Robin Williams’ wife shares reason why he killed himself

Charlie Herbert

Robin Williams

Thursday marks eight years since the legendary actor passed away

On August 11 2014, the world was left shocked by the tragic news that Robin Williams had taken his own life.

The actor, best known for his roles in Mrs Doubtfire and Good Will Hunting, was known globally for his wit and humour and was one of the biggest names in the entertainment world.

But in the year leading up to his passing, he had struggled with a number of health issues because of an undiagnosed illness.

After complaining of “gut discomfort” at a celebration for him and wife Susan Schneider’s two-year wedding anniversary, the actor went on to develop a resting tremor in his left hand – thought to have been caused by a previous shoulder injury – and began suffering from stomach cramps, heartburn, and digestive issues.

He then started to have issues with his sight and smell, causing him to become more anxious and have disturbed sleep.

Eventually, he experienced motor disturbances, causing him to sometimes freeze mid-movement.

Speaking to the New York Times culture reporter Dave Itzkoff for his biography Robin, Schneider said dealing with the symptoms was like “playing whack-a-mole.”

She said: “It was like this endless parade of symptoms, and not all of them would raise their head at once.

“It was like playing whack-a-mole. Which symptom is it this month? I thought, is my husband a hypochondriac?

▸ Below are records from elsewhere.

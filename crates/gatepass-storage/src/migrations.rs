// SPDX-FileCopyrightText: 2026 Gatepass Contributors
// SPDX-License-Identifier: MIT OR Apache-2.0

//! Schema migrations, versioned via `PRAGMA user_version`.

use rusqlite::Connection;

/// Apply any pending migrations. Safe to call on every open.
pub fn run(conn: &mut Connection) -> Result<(), rusqlite::Error> {
    let version: i64 = conn.query_row("PRAGMA user_version", [], |row| row.get(0))?;

    if version < 1 {
        conn.execute_batch(
            "BEGIN;
            CREATE TABLE invite_ledger (
                id TEXT PRIMARY KEY NOT NULL,
                owner_sub TEXT NOT NULL,
                invite_external_id TEXT NOT NULL,
                created_at TEXT NOT NULL DEFAULT (strftime('%Y-%m-%dT%H:%M:%fZ', 'now')),
                expires_at TEXT,
                status TEXT NOT NULL DEFAULT 'ACTIVE',
                group_label TEXT
            );
            CREATE INDEX idx_invite_ledger_owner_created
                ON invite_ledger(owner_sub, created_at);

            CREATE TABLE bulk_jobs (
                id TEXT PRIMARY KEY NOT NULL,
                creator_sub TEXT NOT NULL,
                status TEXT NOT NULL DEFAULT 'PENDING',
                total INTEGER NOT NULL DEFAULT 0,
                processed INTEGER NOT NULL DEFAULT 0,
                failed INTEGER NOT NULL DEFAULT 0,
                created_at TEXT NOT NULL DEFAULT (strftime('%Y-%m-%dT%H:%M:%fZ', 'now')),
                result TEXT
            );
            CREATE INDEX idx_bulk_jobs_creator ON bulk_jobs(creator_sub);

            PRAGMA user_version = 1;
            COMMIT;",
        )?;
    }

    Ok(())
}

We’re chasing it and there’s no answers, and by now we’d tried everything.”

Robin Williams married Susan Schneider in October 2011 (Getty)

Friend and fellow actor Billy Crystal said that Williams’ appearance changed dramatically over just a matter of months.

When they went to watch a play in autumn of 2013, Crystal said he was “taken aback by how he looked,” saying that he was “thinner and seemed frail.”

As the evening came to an end and they said goodbye, Williams burst into tears.

But he had yet to be diagnosed with a cause for his symptoms, and shot scenes for the third installment in the Night at the Museum franchise, in which he played Theodore Roosevelt.

After suffering a panic attack and breaking down on set, he told his makeup artist Cheri Minns that he didn’t “know how to be funny” anymore.

When he returned home, he was prescribed antipsychotic medications that only made things worse, with Schneider telling medical journal, Neurology, that he was “losing his mind and he was aware of it.”

Eventually, doctors told the couple in May 2014 that Williams was suffering from Parkinson’s disease. But the comedian didn’t believe the diagnosis, and after tests, medication and rehab his condition was still getting worse.

On August 11 that year, he took his life at the age of 63.

[caption id="attachment_353449" align="alignnone" width="1494"] In 1997, Williams won his only Oscar, for his role in Good Will Hunting (Getty)

Initially, it was thought that depression was to blame. But an autopsy revealed he had in fact been suffering from Lewy body dementia.

This is an aggressive, incurable brain disorder that can cause hallucinations, confusion, fatigue and problems with understanding, memory and judgement.

Medical professionals said it was one of the worst cases of they had ever seen.

With a lot of symptoms also associated with Parkinson’s, it can often be misdiagnosed as this.

Williams had been due to undergo more tests on his brain in the week before his death. But according to Schneider, it was the fear of what the outlook would be after this tests that caused him to take his own life.

Speaking to the Guardian last year, she said: “I think he didn’t want to go. I think he thought: ‘I’m going to get locked up and never come out.'”

For more information about Lewy body dementia, you can visit the NHS website, and for information and help surrounding Parkinson’s disease you can visit the Parkinson’s Foundation.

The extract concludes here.